The evolving AI regulatory landscape and how healthcare companies can prepare

MedTech AI innovations bring with it regulatory hurdles that need addressing

The evolving AI regulatory landscape and how healthcare companies can prepare

The regulation of AI-powered devices in the United State has, until recently, not departed from the medical device status quo. Since 2015, the FDA approved more than 500 AI-enabled medical devices, the vast majority reviewed through the standard medical device path of 510(k). 

In 2019, however, the FDA released a discussion paper, “Proposed Regulatory Framework for Modifications to Artificial Intelligence/Machine Learning (AI/ML)-Based Software as a Medical Device (SaMD),” which began to lay a future regulatory foundation for AI-enabled medical devices centered on risk-management practices, predetermined change control plans, and continuous performance reporting. 
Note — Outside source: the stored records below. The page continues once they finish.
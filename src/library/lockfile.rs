//! Library status from the lockfile and the installed library.

use std::collections::{BTreeMap, BTreeSet};
use std::fs;
use std::path::{Path, PathBuf};

use serde::Deserialize;

use crate::config::LibraryConfig;
use crate::error::{ProjkitError, Result};
use crate::fields::extract_field;

use super::{LibraryStatus, PackageStatus};

/// Folder inside the manifest directory holding installed packages.
const LIBRARY_DIR: &str = "library";

/// Installed packages sit at most this deep below the library folder
/// (platform and interpreter-version folders come first).
const MAX_LIBRARY_DEPTH: usize = 4;

/// Leading lines of a package `DESCRIPTION` searched for its version.
const DESCRIPTION_LINES: usize = 100;

#[derive(Debug, Deserialize)]
struct Lockfile {
    #[serde(rename = "Packages", default)]
    packages: BTreeMap<String, LockedPackage>,
}

#[derive(Debug, Deserialize)]
struct LockedPackage {
    #[serde(rename = "Version")]
    version: Option<String>,
}

/// Compares the lockfile with the packages installed in the library.
#[derive(Debug, Clone)]
pub struct LockfileLibrary {
    manifest_dir: PathBuf,
    lockfile: PathBuf,
}

impl LockfileLibrary {
    /// Create from the library section of the configuration.
    pub fn new(config: &LibraryConfig) -> Self {
        Self {
            manifest_dir: config.manifest_dir.clone(),
            lockfile: config.lockfile.clone(),
        }
    }

    fn recorded(&self, project_root: &Path) -> Result<BTreeMap<String, Option<String>>> {
        let path = project_root.join(&self.lockfile);
        let content = fs::read_to_string(&path).map_err(|e| {
            if e.kind() == std::io::ErrorKind::NotFound {
                ProjkitError::FileNotFound { path: path.clone() }
            } else {
                ProjkitError::Io(e)
            }
        })?;

        let lockfile: Lockfile =
            serde_json::from_str(&content).map_err(|e| ProjkitError::LockfileParseError {
                path: path.clone(),
                message: e.to_string(),
            })?;

        Ok(lockfile
            .packages
            .into_iter()
            .map(|(name, pkg)| (name, pkg.version))
            .collect())
    }

    fn installed(&self, project_root: &Path) -> Result<BTreeMap<String, String>> {
        let mut packages = BTreeMap::new();
        let library = project_root.join(&self.manifest_dir).join(LIBRARY_DIR);
        if library.is_dir() {
            collect_installed(&library, 0, &mut packages)?;
        }
        Ok(packages)
    }
}

fn collect_installed(
    dir: &Path,
    depth: usize,
    packages: &mut BTreeMap<String, String>,
) -> Result<()> {
    if depth > MAX_LIBRARY_DEPTH {
        return Ok(());
    }

    for entry in fs::read_dir(dir)? {
        let path = entry?.path();
        if !path.is_dir() {
            continue;
        }

        let description = path.join("DESCRIPTION");
        if description.is_file() {
            let name = path
                .file_name()
                .map(|n| n.to_string_lossy().into_owned())
                .unwrap_or_default();
            let version = extract_field(&description, "Version", DESCRIPTION_LINES)?;
            packages.insert(name, version);
        } else {
            collect_installed(&path, depth + 1, packages)?;
        }
    }

    Ok(())
}

impl LibraryStatus for LockfileLibrary {
    fn status(&self, project_root: &Path, exclude: &[String]) -> Result<Vec<PackageStatus>> {
        let recorded = self.recorded(project_root)?;
        let installed = self.installed(project_root)?;

        let names: BTreeSet<&String> = recorded.keys().chain(installed.keys()).collect();

        Ok(names
            .into_iter()
            .filter(|name| !exclude.contains(*name))
            .map(|name| PackageStatus {
                name: name.clone(),
                recorded: recorded.get(name).cloned().flatten(),
                installed: installed.get(name).filter(|v| !v.is_empty()).cloned(),
            })
            .collect())
    }
}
The paper proposes four overarching principles for regulating SaMDs:


  1. An assessment of the culture and quality of an organization through analysis of their development, testing, and monitoring practices  
  2. Premarket assurance of safety and effectiveness  
  3. Review of SaMDs “pre-specifications” and “Algorithm Change Protocol” (collectively, a “predetermined change control plan”) 
  4. Real-world performance monitoring

To advance the first principle, the FDA announced efforts to develop Good Machine-Learning Practices (GMLP), for which it published 10 guiding principles in 2021. Although details of GMLP remain in development, the emphasis on market-standard software-engineering, controlled model training, robust testing, and risk management practices is clear. 

To address these coming regulatory standards, companies can begin planning and building their own governance and risk management systems, which can prepare and even serve as models for coming FDA standards. 

Although premarket assurance of safety and effectiveness is nothing new to medical device regulation, pre-specifications and Algorithm Change Protocol (ACP) are. Pre-specifications include descriptions of the trajectory for how the SaMD will evolve over time given updates to its algorithm, and the ACP asks for disclosure describing how the algorithm will modify itself. 

Companies can prepare for this change by establishing their own high-level predictions for how their tools will evolve and can further improve their products by explicitly documenting their desired evolution in the design phase. 

Lastly, the FDA will monitor performance over time as this technology changes. To prepare—and to practice responsible monitoring—healthcare companies should define valid key performance indicators (KPIs) for their tools in the design phase and establish benchmarks by which to compare its performance. Although the particulars of performance reporting have yet to be finalized, leadership should form the habit of regular reporting of device KPIs to their governance committee to demonstrate GMLP and improve its assurance of the safety and efficacy of its products.  

Regarding product development, some of the principles that apply to current software best practices also apply in the ML space. For example, “Good Software Engineering and Security Practices” explicitly reference software development “fundamentals” such as data management, data quality assurance, and cybersecurity. 

But GMLP provides some unique considerations for product development. For example, principle 9 states that ML tools must ensure that “Users Are Provided Clear, Essential Information,” by which it means that developers must define the product’s intended use for health care, the performance of the model for targeted groups, types of data used to train and test the model, and limitation disclosures. 

In this case, developers will need to answer questions of these topics in their product developer workflow and consult targeted users on what and how to disclose.